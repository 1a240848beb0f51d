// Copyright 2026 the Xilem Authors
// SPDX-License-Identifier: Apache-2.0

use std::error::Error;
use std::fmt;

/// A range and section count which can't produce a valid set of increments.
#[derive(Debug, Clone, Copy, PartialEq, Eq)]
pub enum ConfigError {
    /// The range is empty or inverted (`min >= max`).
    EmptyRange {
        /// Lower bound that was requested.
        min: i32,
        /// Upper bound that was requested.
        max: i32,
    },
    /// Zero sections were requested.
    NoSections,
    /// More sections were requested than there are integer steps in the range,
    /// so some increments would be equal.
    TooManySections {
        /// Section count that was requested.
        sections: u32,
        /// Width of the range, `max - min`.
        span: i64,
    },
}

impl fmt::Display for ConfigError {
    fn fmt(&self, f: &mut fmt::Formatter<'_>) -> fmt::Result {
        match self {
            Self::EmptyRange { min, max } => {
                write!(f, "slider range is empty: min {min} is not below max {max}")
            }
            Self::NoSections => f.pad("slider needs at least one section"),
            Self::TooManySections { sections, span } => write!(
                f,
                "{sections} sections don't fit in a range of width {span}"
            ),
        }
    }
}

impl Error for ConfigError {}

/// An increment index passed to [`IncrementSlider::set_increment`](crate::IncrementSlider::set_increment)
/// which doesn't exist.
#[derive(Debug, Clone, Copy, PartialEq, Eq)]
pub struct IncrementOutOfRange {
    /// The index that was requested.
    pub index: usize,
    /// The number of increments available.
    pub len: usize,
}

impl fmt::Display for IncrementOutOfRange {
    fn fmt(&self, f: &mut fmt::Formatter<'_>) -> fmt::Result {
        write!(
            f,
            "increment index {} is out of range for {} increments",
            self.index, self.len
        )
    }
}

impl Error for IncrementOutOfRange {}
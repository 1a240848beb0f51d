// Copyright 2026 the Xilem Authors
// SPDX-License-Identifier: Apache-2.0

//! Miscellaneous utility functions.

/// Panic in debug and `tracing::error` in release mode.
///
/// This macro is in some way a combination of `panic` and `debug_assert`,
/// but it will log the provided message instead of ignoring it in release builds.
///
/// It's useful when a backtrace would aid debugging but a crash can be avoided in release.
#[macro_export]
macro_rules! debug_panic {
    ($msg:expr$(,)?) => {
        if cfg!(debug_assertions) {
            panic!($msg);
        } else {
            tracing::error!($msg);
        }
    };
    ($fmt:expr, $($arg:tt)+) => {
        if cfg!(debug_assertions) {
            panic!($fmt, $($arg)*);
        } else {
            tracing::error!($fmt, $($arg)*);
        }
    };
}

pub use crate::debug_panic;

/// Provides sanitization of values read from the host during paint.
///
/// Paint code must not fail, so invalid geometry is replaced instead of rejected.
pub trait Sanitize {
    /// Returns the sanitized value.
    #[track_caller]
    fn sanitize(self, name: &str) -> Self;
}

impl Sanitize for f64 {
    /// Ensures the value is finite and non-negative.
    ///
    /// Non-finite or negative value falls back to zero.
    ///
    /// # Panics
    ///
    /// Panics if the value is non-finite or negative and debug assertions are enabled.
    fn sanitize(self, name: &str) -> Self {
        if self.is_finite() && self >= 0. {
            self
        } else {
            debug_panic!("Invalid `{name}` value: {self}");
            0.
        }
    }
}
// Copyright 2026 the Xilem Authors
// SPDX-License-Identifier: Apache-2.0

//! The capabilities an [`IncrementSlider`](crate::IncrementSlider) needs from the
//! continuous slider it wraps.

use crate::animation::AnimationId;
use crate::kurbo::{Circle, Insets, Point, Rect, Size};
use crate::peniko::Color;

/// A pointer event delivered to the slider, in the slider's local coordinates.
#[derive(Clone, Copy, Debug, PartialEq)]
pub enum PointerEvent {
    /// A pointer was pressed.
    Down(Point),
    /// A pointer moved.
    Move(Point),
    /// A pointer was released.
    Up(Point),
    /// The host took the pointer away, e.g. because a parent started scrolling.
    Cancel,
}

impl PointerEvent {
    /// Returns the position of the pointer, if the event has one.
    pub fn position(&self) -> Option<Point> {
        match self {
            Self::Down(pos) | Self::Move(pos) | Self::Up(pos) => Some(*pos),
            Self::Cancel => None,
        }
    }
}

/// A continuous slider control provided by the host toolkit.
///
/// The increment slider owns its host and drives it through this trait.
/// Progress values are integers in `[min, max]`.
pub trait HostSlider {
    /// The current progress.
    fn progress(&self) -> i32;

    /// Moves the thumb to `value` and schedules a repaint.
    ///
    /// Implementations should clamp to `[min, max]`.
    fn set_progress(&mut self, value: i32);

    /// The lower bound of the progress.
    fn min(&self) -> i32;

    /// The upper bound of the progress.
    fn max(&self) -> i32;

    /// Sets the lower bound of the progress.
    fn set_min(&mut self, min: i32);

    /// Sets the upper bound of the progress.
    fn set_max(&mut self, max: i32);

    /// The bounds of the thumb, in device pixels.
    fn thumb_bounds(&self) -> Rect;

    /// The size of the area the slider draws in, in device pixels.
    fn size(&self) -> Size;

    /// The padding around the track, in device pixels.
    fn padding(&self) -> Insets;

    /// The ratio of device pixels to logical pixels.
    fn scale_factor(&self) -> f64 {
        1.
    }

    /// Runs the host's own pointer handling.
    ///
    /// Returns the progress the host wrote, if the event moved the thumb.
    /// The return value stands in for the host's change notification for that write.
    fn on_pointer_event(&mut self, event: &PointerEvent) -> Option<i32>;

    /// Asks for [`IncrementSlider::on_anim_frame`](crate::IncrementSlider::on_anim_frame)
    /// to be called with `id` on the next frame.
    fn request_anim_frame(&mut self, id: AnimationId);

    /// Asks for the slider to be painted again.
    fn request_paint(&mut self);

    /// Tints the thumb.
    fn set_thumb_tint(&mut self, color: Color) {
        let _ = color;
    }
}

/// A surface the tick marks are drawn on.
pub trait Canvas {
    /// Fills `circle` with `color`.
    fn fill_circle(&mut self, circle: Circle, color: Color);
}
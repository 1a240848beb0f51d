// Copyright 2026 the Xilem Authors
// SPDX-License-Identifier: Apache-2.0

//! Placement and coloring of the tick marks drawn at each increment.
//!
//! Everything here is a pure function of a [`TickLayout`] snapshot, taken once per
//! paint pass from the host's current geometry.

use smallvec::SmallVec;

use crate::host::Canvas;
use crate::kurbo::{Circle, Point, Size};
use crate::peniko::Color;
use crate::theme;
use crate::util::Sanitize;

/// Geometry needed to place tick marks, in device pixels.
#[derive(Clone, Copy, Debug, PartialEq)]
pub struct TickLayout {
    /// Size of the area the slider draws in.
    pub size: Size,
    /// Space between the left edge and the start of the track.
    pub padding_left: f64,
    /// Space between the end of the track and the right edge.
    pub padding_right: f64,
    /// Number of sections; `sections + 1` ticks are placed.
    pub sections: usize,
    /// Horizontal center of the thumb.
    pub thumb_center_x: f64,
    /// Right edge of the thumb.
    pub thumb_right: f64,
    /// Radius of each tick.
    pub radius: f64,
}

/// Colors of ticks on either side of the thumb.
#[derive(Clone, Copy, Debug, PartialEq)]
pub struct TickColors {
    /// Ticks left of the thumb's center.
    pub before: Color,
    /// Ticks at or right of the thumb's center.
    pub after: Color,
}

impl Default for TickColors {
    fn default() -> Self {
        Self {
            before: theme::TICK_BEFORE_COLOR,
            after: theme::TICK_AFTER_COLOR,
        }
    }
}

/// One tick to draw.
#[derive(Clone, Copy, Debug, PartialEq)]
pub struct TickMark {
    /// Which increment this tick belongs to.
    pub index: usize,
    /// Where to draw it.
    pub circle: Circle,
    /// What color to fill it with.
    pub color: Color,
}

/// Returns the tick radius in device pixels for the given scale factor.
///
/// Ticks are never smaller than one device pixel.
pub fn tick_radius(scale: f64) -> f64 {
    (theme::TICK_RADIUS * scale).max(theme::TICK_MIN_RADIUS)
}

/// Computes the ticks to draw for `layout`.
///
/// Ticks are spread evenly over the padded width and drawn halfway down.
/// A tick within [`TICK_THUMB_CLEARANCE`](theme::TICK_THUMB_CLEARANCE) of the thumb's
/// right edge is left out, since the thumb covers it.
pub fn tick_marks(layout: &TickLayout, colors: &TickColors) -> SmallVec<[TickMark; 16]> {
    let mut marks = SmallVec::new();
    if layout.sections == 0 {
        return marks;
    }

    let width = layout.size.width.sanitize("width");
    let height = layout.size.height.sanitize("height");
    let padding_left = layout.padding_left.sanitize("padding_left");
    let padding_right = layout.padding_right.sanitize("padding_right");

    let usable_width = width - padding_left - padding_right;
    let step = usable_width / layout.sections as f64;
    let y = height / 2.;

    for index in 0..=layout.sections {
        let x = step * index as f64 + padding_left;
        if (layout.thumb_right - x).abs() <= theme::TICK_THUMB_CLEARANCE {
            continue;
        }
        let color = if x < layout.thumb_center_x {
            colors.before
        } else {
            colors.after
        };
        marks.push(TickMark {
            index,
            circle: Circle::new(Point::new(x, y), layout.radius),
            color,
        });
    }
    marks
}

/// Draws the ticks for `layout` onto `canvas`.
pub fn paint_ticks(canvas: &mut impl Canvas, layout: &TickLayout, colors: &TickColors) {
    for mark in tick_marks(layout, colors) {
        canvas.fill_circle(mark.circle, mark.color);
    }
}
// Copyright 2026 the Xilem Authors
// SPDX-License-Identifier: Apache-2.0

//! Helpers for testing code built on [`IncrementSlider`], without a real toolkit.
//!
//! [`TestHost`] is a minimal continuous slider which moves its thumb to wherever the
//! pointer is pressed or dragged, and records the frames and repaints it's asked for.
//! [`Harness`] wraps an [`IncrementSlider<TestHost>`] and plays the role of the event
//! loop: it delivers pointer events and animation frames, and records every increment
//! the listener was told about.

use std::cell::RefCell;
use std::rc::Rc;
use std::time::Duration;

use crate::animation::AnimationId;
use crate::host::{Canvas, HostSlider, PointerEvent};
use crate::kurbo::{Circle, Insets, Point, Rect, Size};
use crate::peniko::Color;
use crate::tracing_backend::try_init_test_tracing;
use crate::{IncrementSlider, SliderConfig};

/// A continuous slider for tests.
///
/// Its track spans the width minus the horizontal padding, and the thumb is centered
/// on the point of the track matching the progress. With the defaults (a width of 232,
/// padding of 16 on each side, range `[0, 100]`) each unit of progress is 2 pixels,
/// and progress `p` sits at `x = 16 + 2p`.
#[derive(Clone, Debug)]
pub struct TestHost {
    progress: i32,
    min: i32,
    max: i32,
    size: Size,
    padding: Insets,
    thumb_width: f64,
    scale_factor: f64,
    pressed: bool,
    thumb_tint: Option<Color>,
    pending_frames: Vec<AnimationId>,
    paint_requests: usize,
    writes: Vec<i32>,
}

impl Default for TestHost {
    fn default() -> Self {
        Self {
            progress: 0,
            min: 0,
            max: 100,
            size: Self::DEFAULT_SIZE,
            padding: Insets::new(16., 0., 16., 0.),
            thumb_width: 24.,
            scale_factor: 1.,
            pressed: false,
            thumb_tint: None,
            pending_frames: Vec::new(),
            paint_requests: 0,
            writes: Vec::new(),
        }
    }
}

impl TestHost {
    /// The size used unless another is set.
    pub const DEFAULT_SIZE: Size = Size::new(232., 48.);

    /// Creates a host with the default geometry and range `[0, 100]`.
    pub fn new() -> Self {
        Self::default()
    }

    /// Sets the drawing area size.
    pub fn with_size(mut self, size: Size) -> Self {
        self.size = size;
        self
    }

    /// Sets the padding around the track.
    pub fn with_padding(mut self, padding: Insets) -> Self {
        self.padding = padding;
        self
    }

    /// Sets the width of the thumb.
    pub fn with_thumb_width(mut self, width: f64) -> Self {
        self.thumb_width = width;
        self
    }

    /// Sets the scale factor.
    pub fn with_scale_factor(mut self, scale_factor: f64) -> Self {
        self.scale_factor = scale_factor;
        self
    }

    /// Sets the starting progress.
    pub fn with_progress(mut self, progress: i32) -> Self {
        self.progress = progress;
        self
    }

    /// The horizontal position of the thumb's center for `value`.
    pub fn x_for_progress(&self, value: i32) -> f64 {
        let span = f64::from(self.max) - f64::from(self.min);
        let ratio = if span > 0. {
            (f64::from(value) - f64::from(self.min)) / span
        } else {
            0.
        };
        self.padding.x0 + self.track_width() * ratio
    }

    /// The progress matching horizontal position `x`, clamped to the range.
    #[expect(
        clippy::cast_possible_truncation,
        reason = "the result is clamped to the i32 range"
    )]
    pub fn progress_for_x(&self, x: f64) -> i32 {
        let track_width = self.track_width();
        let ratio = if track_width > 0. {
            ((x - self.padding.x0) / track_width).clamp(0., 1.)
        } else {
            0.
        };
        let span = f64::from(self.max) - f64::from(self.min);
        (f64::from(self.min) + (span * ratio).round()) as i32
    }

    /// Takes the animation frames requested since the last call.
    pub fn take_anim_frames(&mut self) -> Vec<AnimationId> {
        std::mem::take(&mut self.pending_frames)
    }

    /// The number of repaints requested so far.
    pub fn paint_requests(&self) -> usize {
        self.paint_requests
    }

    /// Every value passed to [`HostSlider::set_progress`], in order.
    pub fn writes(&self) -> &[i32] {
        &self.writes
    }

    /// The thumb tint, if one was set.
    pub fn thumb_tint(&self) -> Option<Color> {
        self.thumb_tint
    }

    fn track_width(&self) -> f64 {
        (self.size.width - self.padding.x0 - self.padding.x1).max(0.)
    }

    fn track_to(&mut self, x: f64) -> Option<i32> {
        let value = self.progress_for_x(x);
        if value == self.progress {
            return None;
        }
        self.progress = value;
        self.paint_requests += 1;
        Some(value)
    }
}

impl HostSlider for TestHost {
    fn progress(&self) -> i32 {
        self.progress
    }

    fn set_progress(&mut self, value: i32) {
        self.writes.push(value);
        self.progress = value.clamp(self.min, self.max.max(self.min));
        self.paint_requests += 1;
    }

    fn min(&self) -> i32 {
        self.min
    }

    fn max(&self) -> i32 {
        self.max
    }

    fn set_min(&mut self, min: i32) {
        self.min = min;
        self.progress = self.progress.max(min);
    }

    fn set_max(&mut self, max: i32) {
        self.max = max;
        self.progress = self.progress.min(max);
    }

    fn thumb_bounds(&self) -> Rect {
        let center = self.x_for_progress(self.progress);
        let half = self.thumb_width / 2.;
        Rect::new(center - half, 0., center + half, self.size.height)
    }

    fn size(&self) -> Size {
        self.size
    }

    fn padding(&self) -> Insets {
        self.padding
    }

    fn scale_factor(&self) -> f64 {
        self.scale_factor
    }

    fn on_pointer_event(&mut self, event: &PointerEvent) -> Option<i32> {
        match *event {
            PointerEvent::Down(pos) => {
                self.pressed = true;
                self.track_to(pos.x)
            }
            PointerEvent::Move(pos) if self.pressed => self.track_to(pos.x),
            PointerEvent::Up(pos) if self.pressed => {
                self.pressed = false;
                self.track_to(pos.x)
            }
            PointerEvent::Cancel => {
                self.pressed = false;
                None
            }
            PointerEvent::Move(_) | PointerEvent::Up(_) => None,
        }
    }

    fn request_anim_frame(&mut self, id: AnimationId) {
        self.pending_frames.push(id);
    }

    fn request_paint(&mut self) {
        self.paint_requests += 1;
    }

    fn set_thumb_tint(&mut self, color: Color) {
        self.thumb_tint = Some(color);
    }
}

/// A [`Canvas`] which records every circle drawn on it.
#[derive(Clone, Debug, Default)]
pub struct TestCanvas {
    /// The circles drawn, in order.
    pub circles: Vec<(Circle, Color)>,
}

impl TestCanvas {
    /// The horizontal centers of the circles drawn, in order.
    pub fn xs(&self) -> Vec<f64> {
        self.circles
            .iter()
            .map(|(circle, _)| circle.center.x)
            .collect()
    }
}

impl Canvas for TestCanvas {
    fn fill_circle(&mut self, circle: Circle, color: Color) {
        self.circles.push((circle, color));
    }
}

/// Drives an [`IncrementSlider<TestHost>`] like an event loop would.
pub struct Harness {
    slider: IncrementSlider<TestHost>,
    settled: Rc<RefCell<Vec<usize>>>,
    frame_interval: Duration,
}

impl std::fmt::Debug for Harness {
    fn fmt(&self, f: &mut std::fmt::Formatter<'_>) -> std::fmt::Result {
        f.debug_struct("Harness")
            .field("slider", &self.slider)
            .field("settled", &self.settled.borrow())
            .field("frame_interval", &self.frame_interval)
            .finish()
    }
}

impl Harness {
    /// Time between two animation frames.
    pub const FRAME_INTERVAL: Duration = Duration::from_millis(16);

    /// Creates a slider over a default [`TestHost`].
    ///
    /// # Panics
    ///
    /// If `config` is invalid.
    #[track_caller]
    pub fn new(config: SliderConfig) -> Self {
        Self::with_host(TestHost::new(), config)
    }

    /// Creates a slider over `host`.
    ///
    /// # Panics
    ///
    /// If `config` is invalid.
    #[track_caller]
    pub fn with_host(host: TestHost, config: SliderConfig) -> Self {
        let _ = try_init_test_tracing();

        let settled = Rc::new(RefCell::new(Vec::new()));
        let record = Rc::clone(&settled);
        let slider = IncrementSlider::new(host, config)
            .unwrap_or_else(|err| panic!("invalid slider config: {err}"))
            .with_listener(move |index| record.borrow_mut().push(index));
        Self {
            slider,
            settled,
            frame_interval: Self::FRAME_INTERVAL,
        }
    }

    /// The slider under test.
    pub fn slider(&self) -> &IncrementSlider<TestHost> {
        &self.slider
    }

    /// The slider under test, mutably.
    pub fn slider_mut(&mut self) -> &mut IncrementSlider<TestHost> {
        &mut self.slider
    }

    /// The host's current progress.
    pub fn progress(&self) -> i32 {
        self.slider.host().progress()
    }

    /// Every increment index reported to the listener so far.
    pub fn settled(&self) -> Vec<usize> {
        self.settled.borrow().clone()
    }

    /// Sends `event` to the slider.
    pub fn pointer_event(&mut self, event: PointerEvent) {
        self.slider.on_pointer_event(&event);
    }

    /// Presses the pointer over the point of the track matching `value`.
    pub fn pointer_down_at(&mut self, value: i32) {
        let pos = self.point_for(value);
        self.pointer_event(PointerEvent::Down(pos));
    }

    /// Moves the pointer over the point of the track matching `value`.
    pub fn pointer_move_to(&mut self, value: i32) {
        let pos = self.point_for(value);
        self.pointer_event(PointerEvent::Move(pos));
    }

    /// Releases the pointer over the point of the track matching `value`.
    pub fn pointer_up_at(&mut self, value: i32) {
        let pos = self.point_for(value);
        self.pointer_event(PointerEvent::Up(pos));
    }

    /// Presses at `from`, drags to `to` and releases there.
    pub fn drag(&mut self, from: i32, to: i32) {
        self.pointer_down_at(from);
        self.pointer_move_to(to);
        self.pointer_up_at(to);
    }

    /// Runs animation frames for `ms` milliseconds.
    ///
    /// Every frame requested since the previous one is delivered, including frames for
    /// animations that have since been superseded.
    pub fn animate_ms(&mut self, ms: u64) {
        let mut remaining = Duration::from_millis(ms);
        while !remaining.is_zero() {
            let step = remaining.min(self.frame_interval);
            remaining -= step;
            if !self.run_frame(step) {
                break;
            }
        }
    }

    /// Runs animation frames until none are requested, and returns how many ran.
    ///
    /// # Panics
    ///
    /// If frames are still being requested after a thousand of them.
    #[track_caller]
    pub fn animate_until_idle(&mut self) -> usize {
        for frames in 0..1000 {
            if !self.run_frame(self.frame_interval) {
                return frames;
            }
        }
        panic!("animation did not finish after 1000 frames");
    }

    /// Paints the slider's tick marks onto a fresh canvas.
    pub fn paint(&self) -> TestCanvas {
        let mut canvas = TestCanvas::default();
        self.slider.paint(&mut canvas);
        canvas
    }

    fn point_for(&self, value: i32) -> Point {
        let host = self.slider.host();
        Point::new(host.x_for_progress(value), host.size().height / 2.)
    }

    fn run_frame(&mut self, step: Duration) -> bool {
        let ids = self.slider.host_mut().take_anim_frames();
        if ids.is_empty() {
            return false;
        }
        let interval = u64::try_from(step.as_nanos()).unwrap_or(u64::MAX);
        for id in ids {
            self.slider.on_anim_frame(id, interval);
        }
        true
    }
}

════════════════

** Activity **
Word for word, repeat the data from its first line through the line with "self.index, self.len", including both of those lines and no others.

** Answer to the problem **
repository 1a240848beb0f51d
// Copyright 2026 the Xilem Authors
// SPDX-License-Identifier: Apache-2.0

use std::error::Error;
use std::fmt;

/// A range and section count which can't produce a valid set of increments.
#[derive(Debug, Clone, Copy, PartialEq, Eq)]
pub enum ConfigError {
    /// The range is empty or inverted (`min >= max`).
    EmptyRange {
        /// Lower bound that was requested.
        min: i32,
        /// Upper bound that was requested.
        max: i32,
    },
    /// Zero sections were requested.
    NoSections,
    /// More sections were requested than there are integer steps in the range,
    /// so some increments would be equal.
    TooManySections {
        /// Section count that was requested.
        sections: u32,
        /// Width of the range, `max - min`.
        span: i64,
    },
}

impl fmt::Display for ConfigError {
    fn fmt(&self, f: &mut fmt::Formatter<'_>) -> fmt::Result {
        match self {
            Self::EmptyRange { min, max } => {
                write!(f, "slider range is empty: min {min} is not below max {max}")
            }
            Self::NoSections => f.pad("slider needs at least one section"),
            Self::TooManySections { sections, span } => write!(
                f,
                "{sections} sections don't fit in a range of width {span}"
            ),
        }
    }
}

impl Error for ConfigError {}

/// An increment index passed to [`IncrementSlider::set_increment`](crate::IncrementSlider::set_increment)
/// which doesn't exist.
#[derive(Debug, Clone, Copy, PartialEq, Eq)]
pub struct IncrementOutOfRange {
    /// The index that was requested.
    pub index: usize,
    /// The number of increments available.
    pub len: usize,
}

impl fmt::Display for IncrementOutOfRange {
    fn fmt(&self, f: &mut fmt::Formatter<'_>) -> fmt::Result {
        write!(
            f,
            "increment index {} is out of range for {} increments",
            self.index, self.len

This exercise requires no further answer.